Guerrero soll in Hannover erst Hand gespielt und dann geschubst haben. Sein Trainer verteidigt ihn vehement und nimmt ihn in Schutz.

Hannover/Hamburg. Am Morgen danach war das Redebedürfnis Paolo Guerreros endgültig erschöpft. Der Peruaner, der am Vortag so ziemlich jedem TV-Sender Deutschlands erklären musste, was sich seiner Meinung nach zwischen der 54. und 59. Minute im Spiel zwischen Hannover und seinem HSV abgespielt hatte, wollte einfach in Ruhe gelassen werden. Wort- und grußlos verließ der Angreifer als erster HSV-Profi das Trainingsgelände, stieg in seinen weißen Sportwagen und brauste davon. Zurück ließ er einige wenige Reporter, die noch keine Antwort auf die Frage hatten, ob Guerrero am Sonnabend zum wiederholten Male Täter oder diesmal doch nur Opfer war.

Glaubt man HSV-Trainer Armin Veh, ist sein Stürmer diesmal tatsächlich unschuldig. "Der arme Hund tut mir richtig leid, der bekommt ja doch immer nur auf die Mütze", sagte Veh, den vor allem der Ursprung der Debatte erzürnte. So hatte Guerrero am Sonnabend vor dem Treffer zum 2:1 gegen Hannover den Ball offenbar mit dem Oberarm touchiert, verneinte dies aber ("es war kein absichtliches Handspiel") auf Nachfrage von Schiedsrichter Jochen Drees. "Wo kommen wir denn da hin, wenn der Schiedsrichter jedes Mal nachfragt", echauffierte sich Veh, der das anschließende Theater als "tödlich" für seine Mannschaft empfand.

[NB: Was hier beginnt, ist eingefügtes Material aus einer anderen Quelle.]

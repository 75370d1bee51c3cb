//! Session bootstrap.
//!
//! The active session id lives in the URL (`?sessionId=`), nowhere else.
//! On mount the page adopts the id from the URL if one is present, otherwise
//! mints a fresh UUID and writes it back by replacing the current history
//! entry. Shared links and reloads therefore resume the same session, and
//! two tabs on the same URL are the same conversation.

use dioxus::prelude::*;
use habitat_types::SessionId;

use crate::api::create_session;
use crate::interop;

/// The one query parameter this shell owns.
pub const SESSION_PARAM: &str = "sessionId";

/// Mint a fresh, globally-unique session id. Client-side only; no
/// coordination with the server.
pub fn new_session_id() -> SessionId {
    SessionId::new()
}

/// How the active session id was determined on mount.
#[derive(Debug, Clone, PartialEq)]
pub enum SessionBootstrap {
    /// The URL already named a session. Adopt it verbatim, no write-back,
    /// so shared links stay byte-identical.
    Adopted(String),
    /// No usable id in the URL. The fresh id must be written back into the
    /// location before dependents render.
    Generated(String),
}

impl SessionBootstrap {
    pub fn id(&self) -> &str {
        match self {
            SessionBootstrap::Adopted(id) | SessionBootstrap::Generated(id) => id,
        }
    }
}

/// Decide the active session id given what the URL holds. Blank or
/// whitespace-only values count as absent.
pub fn resolve_session_id(from_url: Option<&str>, fresh: SessionId) -> SessionBootstrap {
    match from_url {
        Some(id) if !id.trim().is_empty() => SessionBootstrap::Adopted(id.to_string()),
        _ => SessionBootstrap::Generated(fresh.0),
    }
}

/// Result of a "start new session" attempt against the current active id.
#[derive(Debug, Clone, PartialEq)]
pub struct NewSessionOutcome {
    pub active: String,
    pub error: Option<String>,
}

/// A failed create never dislodges the current id: the switch is all or
/// nothing from the consumer's point of view.
pub fn apply_new_session(current: &str, created: Result<SessionId, String>) -> NewSessionOutcome {
    match created {
        Ok(id) => NewSessionOutcome {
            active: id.0,
            error: None,
        },
        Err(e) => NewSessionOutcome {
            active: current.to_string(),
            error: Some(e),
        },
    }
}

/// Resolve the active session id against the URL, once on mount and again on
/// every back/forward navigation. The returned signal is empty only before
/// the first effect run.
pub fn use_session_bootstrap() -> Signal<String> {
    let session_id = use_signal(String::new);

    use_effect(move || {
        let mut session_id = session_id;
        adopt_from_location(&mut session_id);
    });

    // Back/forward navigation re-reads the parameter. Registered once per
    // mount; the page itself never unmounts.
    use_hook(move || {
        let mut session_id = session_id;
        interop::on_location_change(move || {
            adopt_from_location(&mut session_id);
        });
    });

    session_id
}

fn adopt_from_location(session_id: &mut Signal<String>) {
    match resolve_session_id(
        interop::read_query_param(SESSION_PARAM).as_deref(),
        new_session_id(),
    ) {
        SessionBootstrap::Adopted(id) => {
            if *session_id.peek() != id {
                session_id.set(id);
            }
        }
        SessionBootstrap::Generated(id) => {
            interop::replace_query_param(SESSION_PARAM, &id);
            session_id.set(id);
        }
    }
}

/// Switch to a session picked from the history list. Pushes a history entry
/// so the back button returns to the previous session.
pub fn adopt_session(mut session_id: Signal<String>, id: String) {
    if id.trim().is_empty() || *session_id.peek() == id {
        return;
    }
    interop::push_query_param(SESSION_PARAM, &id);
    session_id.set(id);
}

/// Create a session on the backend and adopt it only on success. The URL and
/// the signal move together in one step; on failure both are left untouched.
pub async fn start_new_session(
    notebook_id: String,
    mut session_id: Signal<String>,
) -> Result<(), String> {
    let created = create_session(&notebook_id).await;
    let current = session_id.peek().clone();

    let outcome = apply_new_session(&current, created);
    match outcome.error {
        None => {
            interop::push_query_param(SESSION_PARAM, &outcome.active);
            session_id.set(outcome.active);
            Ok(())
        }
        Some(e) => Err(e),
    }
}

#[cfg(test)]
mod tests {
    use super::*;

    #[test]
    fn url_id_is_adopted_verbatim() {
        let resolved = resolve_session_id(Some("abc-123"), SessionId::new());
        assert_eq!(resolved, SessionBootstrap::Adopted("abc-123".to_string()));
    }

    #[test]
    fn missing_param_generates_fresh_id() {
        let fresh = SessionId::new();
        let resolved = resolve_session_id(None, fresh.clone());
        assert_eq!(resolved, SessionBootstrap::Generated(fresh.0));
    }

    #[test]
    fn blank_param_counts_as_absent() {
        let fresh = SessionId::new();
        let resolved = resolve_session_id(Some("   "), fresh.clone());
        assert_eq!(resolved, SessionBootstrap::Generated(fresh.0));

        let fresh = SessionId::new();
        let resolved = resolve_session_id(Some(""), fresh.clone());
        assert_eq!(resolved, SessionBootstrap::Generated(fresh.0));
    }

    #[test]
    fn generated_ids_are_unique() {
        let mut seen = std::collections::HashSet::new();
        for _ in 0..1000 {
            assert!(seen.insert(new_session_id().0));
        }
    }

    #[test]
    fn successful_create_adopts_new_id() {
        let outcome = apply_new_session("old-id", Ok(SessionId("new-id".to_string())));
        assert_eq!(outcome.active, "new-id");
        assert_eq!(outcome.error, None);
    }

    #[test]
    fn failed_create_keeps_current_id() {
        let outcome = apply_new_session("old-id", Err("backend unavailable".to_string()));
        assert_eq!(outcome.active, "old-id");
        assert_eq!(outcome.error, Some("backend unavailable".to_string()));
    }
}
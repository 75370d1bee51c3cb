//! Default-notebook resolution.
//!
//! The notebook id comes from an async lookup keyed off the signed-in user.
//! The state machine below makes the ordering rules explicit: no lookup
//! before auth settles with an identity, one lookup per distinct identity,
//! and a lookup that finishes after the identity changed is discarded
//! (last-identity-wins, no cancellation plumbing).

use dioxus::prelude::*;

use crate::api::get_default_notebook;
use crate::auth::AuthContext;

/// Lifecycle of the notebook lookup. Every non-idle state remembers which
/// identity it was entered for, so a settled lookup can be checked for
/// staleness when it arrives.
#[derive(Clone, Debug, PartialEq, Default)]
pub enum NotebookResolution {
    #[default]
    Idle,
    Resolving {
        user_id: String,
    },
    Resolved {
        user_id: String,
        notebook_id: String,
    },
    /// Terminal until the identity changes. No automatic retry.
    Failed {
        user_id: String,
    },
}

impl NotebookResolution {
    pub fn notebook_id(&self) -> Option<&str> {
        match self {
            NotebookResolution::Resolved { notebook_id, .. } => Some(notebook_id),
            _ => None,
        }
    }

    fn identity(&self) -> Option<&str> {
        match self {
            NotebookResolution::Idle => None,
            NotebookResolution::Resolving { user_id }
            | NotebookResolution::Resolved { user_id, .. }
            | NotebookResolution::Failed { user_id } => Some(user_id),
        }
    }
}

/// Return the identity a new lookup should be issued for, or None if no
/// lookup is due: auth still loading, no user, or this identity has already
/// been tried (in flight, resolved, or failed).
pub fn begin_resolution(auth: &AuthContext, state: &NotebookResolution) -> Option<String> {
    let identity = auth.ready_identity()?;
    if state.identity() == Some(identity) {
        return None;
    }
    Some(identity.to_string())
}

/// Fold a settled lookup into the state machine. Returns None when the
/// result is stale: the machine has since moved on to a different identity,
/// and the late arrival must not overwrite it.
pub fn apply_lookup(
    state: &NotebookResolution,
    issued_for: &str,
    result: Result<String, String>,
) -> Option<NotebookResolution> {
    match state {
        NotebookResolution::Resolving { user_id } if user_id == issued_for => Some(match result {
            Ok(notebook_id) => NotebookResolution::Resolved {
                user_id: issued_for.to_string(),
                notebook_id,
            },
            Err(_) => NotebookResolution::Failed {
                user_id: issued_for.to_string(),
            },
        }),
        _ => None,
    }
}

/// Drive the state machine off the auth context. Re-runs whenever the auth
/// cell changes; the guards above keep unrelated re-renders from issuing
/// duplicate lookups.
pub fn use_notebook_resolution(auth: Signal<AuthContext>) -> Signal<NotebookResolution> {
    let mut state = use_signal(NotebookResolution::default);

    use_effect(move || {
        let auth_now = auth.read().clone();
        let Some(user_id) = begin_resolution(&auth_now, &state.peek()) else {
            return;
        };

        state.set(NotebookResolution::Resolving {
            user_id: user_id.clone(),
        });

        spawn(async move {
            let result = get_default_notebook().await.map(|n| n.0);
            if let Err(e) = &result {
                dioxus_logger::tracing::error!("Failed to get default notebook: {}", e);
            }
            let current = state.peek().clone();
            if let Some(next) = apply_lookup(&current, &user_id, result) {
                state.set(next);
            }
        });
    });

    state
}

#[cfg(test)]
mod tests {
    use super::*;
    use crate::auth::AuthUser;

    fn ready_auth(user_id: &str) -> AuthContext {
        AuthContext {
            user: Some(AuthUser {
                user_id: user_id.to_string(),
                username: "ada".to_string(),
            }),
            loading: false,
        }
    }

    #[test]
    fn no_lookup_while_auth_loading() {
        let mut auth = ready_auth("u-1");
        auth.loading = true;
        assert_eq!(begin_resolution(&auth, &NotebookResolution::Idle), None);
    }

    #[test]
    fn no_lookup_without_identity() {
        let auth = AuthContext {
            user: None,
            loading: false,
        };
        assert_eq!(begin_resolution(&auth, &NotebookResolution::Idle), None);
    }

    #[test]
    fn one_lookup_per_identity() {
        let auth = ready_auth("u-1");
        assert_eq!(
            begin_resolution(&auth, &NotebookResolution::Idle),
            Some("u-1".to_string())
        );

        // Same identity, lookup in flight: nothing new to issue.
        let resolving = NotebookResolution::Resolving {
            user_id: "u-1".to_string(),
        };
        assert_eq!(begin_resolution(&auth, &resolving), None);

        // Same identity, already resolved: still nothing.
        let resolved = NotebookResolution::Resolved {
            user_id: "u-1".to_string(),
            notebook_id: "nb-1".to_string(),
        };
        assert_eq!(begin_resolution(&auth, &resolved), None);
    }

    #[test]
    fn failed_state_is_terminal_until_identity_changes() {
        let failed = NotebookResolution::Failed {
            user_id: "u-1".to_string(),
        };
        assert_eq!(begin_resolution(&ready_auth("u-1"), &failed), None);
        assert_eq!(
            begin_resolution(&ready_auth("u-2"), &failed),
            Some("u-2".to_string())
        );
    }

    #[test]
    fn successful_lookup_resolves() {
        let resolving = NotebookResolution::Resolving {
            user_id: "u-1".to_string(),
        };
        let next = apply_lookup(&resolving, "u-1", Ok("nb-1".to_string()));
        assert_eq!(
            next,
            Some(NotebookResolution::Resolved {
                user_id: "u-1".to_string(),
                notebook_id: "nb-1".to_string(),
            })
        );
        assert_eq!(next.unwrap().notebook_id(), Some("nb-1"));
    }

    #[test]
    fn failed_lookup_holds_no_notebook() {
        let resolving = NotebookResolution::Resolving {
            user_id: "u-1".to_string(),
        };
        let next = apply_lookup(&resolving, "u-1", Err("boom".to_string()));
        assert_eq!(
            next,
            Some(NotebookResolution::Failed {
                user_id: "u-1".to_string(),
            })
        );
        assert_eq!(next.unwrap().notebook_id(), None);
    }

    #[test]
    fn stale_lookup_for_superseded_identity_is_discarded() {
        // u-1's lookup was in flight when the identity changed to u-2.
        let resolving_u2 = NotebookResolution::Resolving {
            user_id: "u-2".to_string(),
        };
        assert_eq!(
            apply_lookup(&resolving_u2, "u-1", Ok("nb-stale".to_string())),
            None
        );

        // u-2's own lookup still lands.
        assert_eq!(
            apply_lookup(&resolving_u2, "u-2", Ok("nb-2".to_string())),
            Some(NotebookResolution::Resolved {
                user_id: "u-2".to_string(),
                notebook_id: "nb-2".to_string(),
            })
        );
    }

    #[test]
    fn late_lookup_after_resolution_is_discarded() {
        let resolved = NotebookResolution::Resolved {
            user_id: "u-2".to_string(),
            notebook_id: "nb-2".to_string(),
        };
        assert_eq!(
            apply_lookup(&resolved, "u-1", Ok("nb-stale".to_string())),
            None
        );
    }
}
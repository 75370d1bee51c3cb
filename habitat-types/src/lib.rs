//! Shared types between frontend and backend
//!
//! These types are used by both:
//! - the Habitat API service (native Rust)
//! - Dioxus components (WASM)
//!
//! Serializable with serde for JSON over HTTP

use chrono::{DateTime, Utc};
use serde::{Deserialize, Serialize};

// ============================================================================
// Identifiers
// ============================================================================

/// Identifier for one conversation session.
///
/// Minted on the client the first time a visitor lands without one, then
/// carried only in the page URL. Opening the same URL in two tabs resumes
/// the same session.
#[derive(Debug, Clone, Serialize, Deserialize, PartialEq, Eq, Hash)]
pub struct SessionId(pub String);

impl SessionId {
    pub fn new() -> Self {
        Self(uuid::Uuid::new_v4().to_string())
    }

    pub fn as_str(&self) -> &str {
        &self.0
    }
}

impl Default for SessionId {
    fn default() -> Self {
        Self::new()
    }
}

/// Identifier for a notebook, a user's collection of source documents.
/// Always minted server-side; the frontend only ever adopts one.
#[derive(Debug, Clone, Serialize, Deserialize, PartialEq, Eq, Hash)]
pub struct NotebookId(pub String);

impl NotebookId {
    pub fn as_str(&self) -> &str {
        &self.0
    }
}

// ============================================================================
// Chat
// ============================================================================

#[derive(Debug, Clone, Serialize, Deserialize, PartialEq)]
pub enum Sender {
    User,
    Assistant,
    System,
}

/// One rendered chat message.
#[derive(Debug, Clone, Serialize, Deserialize, PartialEq)]
pub struct ChatMessage {
    pub id: String,
    pub text: String,
    pub sender: Sender,
    pub timestamp: DateTime<Utc>,
    pub pending: bool,
}

// ============================================================================
// Notebook sources
// ============================================================================

#[derive(Debug, Clone, Serialize, Deserialize, PartialEq)]
#[serde(rename_all = "snake_case")]
pub enum SourceKind {
    Document,
    Link,
    Note,
}

/// A source document inside a notebook.
#[derive(Debug, Clone, Serialize, Deserialize, PartialEq)]
pub struct SourceDocument {
    pub id: String,
    pub title: String,
    pub kind: SourceKind,
    pub added_at: DateTime<Utc>,
}

// ============================================================================
// Permits
// ============================================================================

#[derive(Debug, Clone, Serialize, Deserialize, PartialEq)]
#[serde(rename_all = "snake_case")]
pub enum PermitStatus {
    Pending,
    Approved,
    Denied,
}

/// A proposed action awaiting user approval, scoped to one session.
#[derive(Debug, Clone, Serialize, Deserialize, PartialEq)]
pub struct Permit {
    pub id: String,
    pub description: String,
    pub status: PermitStatus,
    pub requested_at: DateTime<Utc>,
}

// ============================================================================
// Session history
// ============================================================================

/// Summary row for the history drawer.
#[derive(Debug, Clone, Serialize, Deserialize, PartialEq)]
pub struct SessionSummary {
    pub id: SessionId,
    pub title: String,
    pub updated_at: DateTime<Utc>,
}

// ============================================================================
// Tests
// ============================================================================

#[cfg(test)]
mod tests {
    use super::*;

    #[test]
    fn test_session_id_generation() {
        let id1 = SessionId::new();
        let id2 = SessionId::new();
        assert_ne!(id1, id2);
        assert_eq!(id1.0.len(), 36); // UUID length
    }

    #[test]
    fn test_chat_message_serialization() {
        let message = ChatMessage {
            id: "msg_123".to_string(),
            text: "Hello".to_string(),
            sender: Sender::User,
            timestamp: Utc::now(),
            pending: false,
        };

        let json = serde_json::to_string(&message).unwrap();
        let deserialized: ChatMessage = serde_json::from_str(&json).unwrap();

        assert_eq!(message, deserialized);
    }

    #[test]
    fn test_source_kind_serialization() {
        let kind = SourceKind::Document;
        let json = serde_json::to_string(&kind).unwrap();
        assert_eq!(json, "\"document\"");
    }

    #[test]
    fn test_permit_status_roundtrip() {
        let permit = Permit {
            id: "permit_1".to_string(),
            description: "Send the drafted email".to_string(),
            status: PermitStatus::Pending,
            requested_at: Utc::now(),
        };

        let json = serde_json::to_string(&permit).unwrap();
        assert!(json.contains("\"pending\""));

        let deserialized: Permit = serde_json::from_str(&json).unwrap();
        assert_eq!(deserialized.status, PermitStatus::Pending);
    }
}
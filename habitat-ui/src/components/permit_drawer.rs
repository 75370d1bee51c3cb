//! Pending-action panel for the active session. Keyed by session id at the
//! mount site.

use dioxus::prelude::*;
use habitat_types::{Permit, PermitStatus};

use crate::api::fetch_permits;

#[component]
pub fn PermitDrawer(session_id: String) -> Element {
    let mut permits = use_signal(Vec::<Permit>::new);
    let mut loading = use_signal(|| true);
    let mut error = use_signal(|| None::<String>);
    let session_id_signal = use_signal(|| session_id.clone());

    use_effect(move || {
        let session_id = session_id_signal.to_string();
        spawn(async move {
            loading.set(true);
            match fetch_permits(&session_id).await {
                Ok(list) => {
                    permits.set(list);
                    error.set(None);
                }
                Err(e) => {
                    dioxus_logger::tracing::error!("Failed to fetch permits: {}", e);
                    error.set(Some(e));
                }
            }
            loading.set(false);
        });
    });

    rsx! {
        div {
            style: "display: flex; flex-direction: column; height: 100%; background: var(--bg-secondary, #1e293b); border-left: 1px solid var(--border-color, #374151);",

            div {
                style: "padding: 0.75rem 1rem; border-bottom: 1px solid var(--border-color, #374151); font-weight: 600; font-size: 0.875rem;",
                "Actions"
            }

            div {
                style: "flex: 1; overflow-y: auto; padding: 0.5rem;",

                if loading() {
                    div {
                        style: "color: var(--text-secondary, #94a3b8); font-size: 0.8rem; padding: 0.5rem;",
                        "Loading actions..."
                    }
                } else if let Some(e) = error.read().as_deref() {
                    div {
                        style: "color: var(--danger-text, #ef4444); font-size: 0.8rem; padding: 0.5rem;",
                        "Could not load actions: {e}"
                    }
                } else if permits.read().is_empty() {
                    div {
                        style: "color: var(--text-muted, #64748b); font-size: 0.8rem; padding: 0.5rem;",
                        "No pending actions for this session."
                    }
                } else {
                    for permit in permits.read().iter() {
                        div {
                            key: "{permit.id}",
                            style: "padding: 0.5rem; border: 1px solid var(--border-color, #374151); border-radius: var(--radius-md, 8px); margin-bottom: 0.5rem; font-size: 0.8rem;",
                            div { "{permit.description}" }
                            div {
                                style: "color: var(--text-secondary, #94a3b8); font-size: 0.7rem; margin-top: 0.25rem;",
                                {status_label(&permit.status)}
                            }
                        }
                    }
                }
            }
        }
    }
}

fn status_label(status: &PermitStatus) -> &'static str {
    match status {
        PermitStatus::Pending => "Awaiting approval",
        PermitStatus::Approved => "Approved",
        PermitStatus::Denied => "Denied",
    }
}

#[cfg(test)]
mod tests {
    use super::*;

    #[test]
    fn status_labels_match_contract() {
        assert_eq!(status_label(&PermitStatus::Pending), "Awaiting approval");
        assert_eq!(status_label(&PermitStatus::Approved), "Approved");
        assert_eq!(status_label(&PermitStatus::Denied), "Denied");
    }
}
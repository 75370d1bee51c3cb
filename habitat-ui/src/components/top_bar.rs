//! Top navigation bar. Stateless apart from the avatar decoration and the
//! open/closed flags of its own drawer and menu; all real intents (select
//! session, new session, clear chats) are forwarded upward as callbacks.

use dioxus::prelude::*;

use crate::components::history_drawer::HistoryDrawer;
use crate::notices::{push_notice, NoticeQueue};

/// Fixed avatar palettes. Picked from independently and uniformly; not
/// seedable, not part of any identity.
pub const AVATAR_COLORS: [&str; 12] = [
    "#ef4444", "#3b82f6", "#22c55e", "#eab308", "#a855f7", "#ec4899", "#6366f1", "#14b8a6",
    "#f97316", "#06b6d4", "#84cc16", "#10b981",
];

pub const AVATAR_EMOJI: [&str; 12] = [
    "🌟", "🚀", "🎯", "🌈", "⭐", "🔥", "💎", "🎨", "🌸", "🦋", "🌺", "🎭",
];

#[derive(Clone, Copy, Debug, PartialEq)]
pub struct AvatarStyle {
    pub color: &'static str,
    pub emoji: &'static str,
}

impl AvatarStyle {
    /// Map two uniform rolls in [0, 1) onto the palettes.
    pub fn from_rolls(color_roll: f64, emoji_roll: f64) -> Self {
        Self {
            color: AVATAR_COLORS[palette_index(color_roll, AVATAR_COLORS.len())],
            emoji: AVATAR_EMOJI[palette_index(emoji_roll, AVATAR_EMOJI.len())],
        }
    }

    pub fn random() -> Self {
        Self::from_rolls(js_sys::Math::random(), js_sys::Math::random())
    }
}

fn palette_index(roll: f64, len: usize) -> usize {
    ((roll * len as f64) as usize).min(len - 1)
}

#[component]
pub fn TopBar(
    on_session_select: Callback<String>,
    on_new_session: Callback<()>,
    on_clear_chats: Callback<()>,
) -> Element {
    let notices = use_context::<Signal<NoticeQueue>>();
    // Chosen once per mount; re-renders reuse the same decoration.
    let avatar = use_hook(AvatarStyle::random);
    let mut menu_open = use_signal(|| false);

    rsx! {
        div {
            style: "height: 56px; display: flex; align-items: center; justify-content: space-between; padding: 0 1rem; background: var(--bg-primary, #0f172a); border-bottom: 1px solid var(--border-color, #374151); position: sticky; top: 0; z-index: 40;",

            // Left - history and new chat
            div {
                style: "display: flex; align-items: center; gap: 0.75rem;",

                HistoryDrawer { on_session_select }

                button {
                    style: "padding: 0.35rem 0.75rem; background: var(--accent-bg, #3b82f6); color: white; border: none; border-radius: var(--radius-md, 8px); cursor: pointer; font-size: 0.8rem; font-weight: 600;",
                    onclick: move |_| on_new_session.call(()),
                    "New Chat"
                }
            }

            // Center - title
            div {
                style: "display: flex; align-items: center; gap: 0.5rem; font-weight: 600;",
                span { "🏠" }
                h1 {
                    style: "font-size: 1rem; margin: 0;",
                    "Habitat Assistant"
                }
            }

            // Right - avatar menu
            div {
                style: "position: relative;",

                button {
                    style: "width: 32px; height: 32px; display: flex; align-items: center; justify-content: center; background: {avatar.color}; color: white; border: none; border-radius: 50%; cursor: pointer; font-size: 0.9rem;",
                    onclick: move |_| menu_open.set(!menu_open()),
                    "{avatar.emoji}"
                }

                if menu_open() {
                    div {
                        style: "position: absolute; right: 0; top: 40px; z-index: 50; width: 200px; background: var(--window-bg, #1f2937); border: 1px solid var(--border-color, #374151); border-radius: var(--radius-md, 8px); box-shadow: var(--shadow-lg, 0 10px 40px rgba(0,0,0,0.5)); overflow: hidden;",

                        button {
                            style: "display: block; width: 100%; text-align: left; padding: 0.6rem 0.75rem; background: transparent; color: var(--text-primary, #f8fafc); border: none; cursor: pointer; font-size: 0.8rem;",
                            onclick: move |_| {
                                menu_open.set(false);
                                push_notice(notices, "Profile settings coming soon", None);
                            },
                            "Profile"
                        }

                        button {
                            style: "display: block; width: 100%; text-align: left; padding: 0.6rem 0.75rem; background: transparent; color: var(--danger-text, #ef4444); border: none; border-top: 1px solid var(--border-color, #374151); cursor: pointer; font-size: 0.8rem;",
                            onclick: move |_| {
                                menu_open.set(false);
                                on_clear_chats.call(());
                            },
                            "Clear Chats"
                        }
                    }
                }
            }
        }
    }
}

#[cfg(test)]
mod tests {
    use super::*;

    #[test]
    fn palette_index_spans_the_whole_palette() {
        assert_eq!(palette_index(0.0, 12), 0);
        assert_eq!(palette_index(0.999, 12), 11);
        // A roll of exactly 1.0 never happens, but must still be in bounds.
        assert_eq!(palette_index(1.0, 12), 11);
    }

    #[test]
    fn rolls_map_to_documented_palettes() {
        let style = AvatarStyle::from_rolls(0.0, 0.999);
        assert_eq!(style.color, AVATAR_COLORS[0]);
        assert_eq!(style.emoji, AVATAR_EMOJI[11]);

        let style = AvatarStyle::from_rolls(0.5, 0.5);
        assert!(AVATAR_COLORS.contains(&style.color));
        assert!(AVATAR_EMOJI.contains(&style.emoji));
    }

    #[test]
    fn palettes_hold_at_least_ten_entries() {
        assert!(AVATAR_COLORS.len() >= 10);
        assert!(AVATAR_EMOJI.len() >= 10);
    }
}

Tatsächlich sprang nach dem Schlusspfiff sogar Schiedsrichter Drees Guerrero zur Seite: "Ich will dem Spieler keinen großen Vorwurf machen. Wenn er meint, dass es kein Handspiel war, dann ist das eben so", sagte Drees.

Ganz anders sahen das gleich mehrere Hannoveraner, die direkt nach der Aktion auf Guerrero losstürmten und bedrängten. Ungefähr zu diesem Zeitpunkt könnte der Moment gekommen sein, in dem aus dem vermeintlichen Opfer Guerrero doch noch ein Täter wurde. Denn statt die Tumulte über sich ergehen zu lassen, reagierte der zur Genüge vorbelastete HSV-Profi gewohnt emotional und schubste Jan Schlaudraff zu Boden. Nachdem er zunächst mit einer gelben Karte noch gut bedient schien, diskutierte er im Anschluss weiter mit dem Unparteiischen, was wiederum Veh auf den Plan rief.

Der HSV-Trainer beorderte Ruud van Nistelrooy an die Seitenlinie und wechselte den Niederländer bei erster Gelegenheit für den schimpfenden Guerrero ein. Ähnlich wie bereits nach seiner Auswechslung vor einem Monat gegen Bayern entschied sich der Südamerikaner auch diesmal gegen einen Handschlag mit dem Trainer, besann sich aber und ließ sich schließlich auf der Auswechselbank nieder.

Zeit zum Nachdenken hatte Guerrero gestern mehr als genug. Der 26-Jährige musste zum HSV-Fanklub nach Leck in Nordfriesland reisen. Anders als am Vormittag stand Guerrero dort auch wieder Rede und Antwort. Und zu bereden gab es einiges.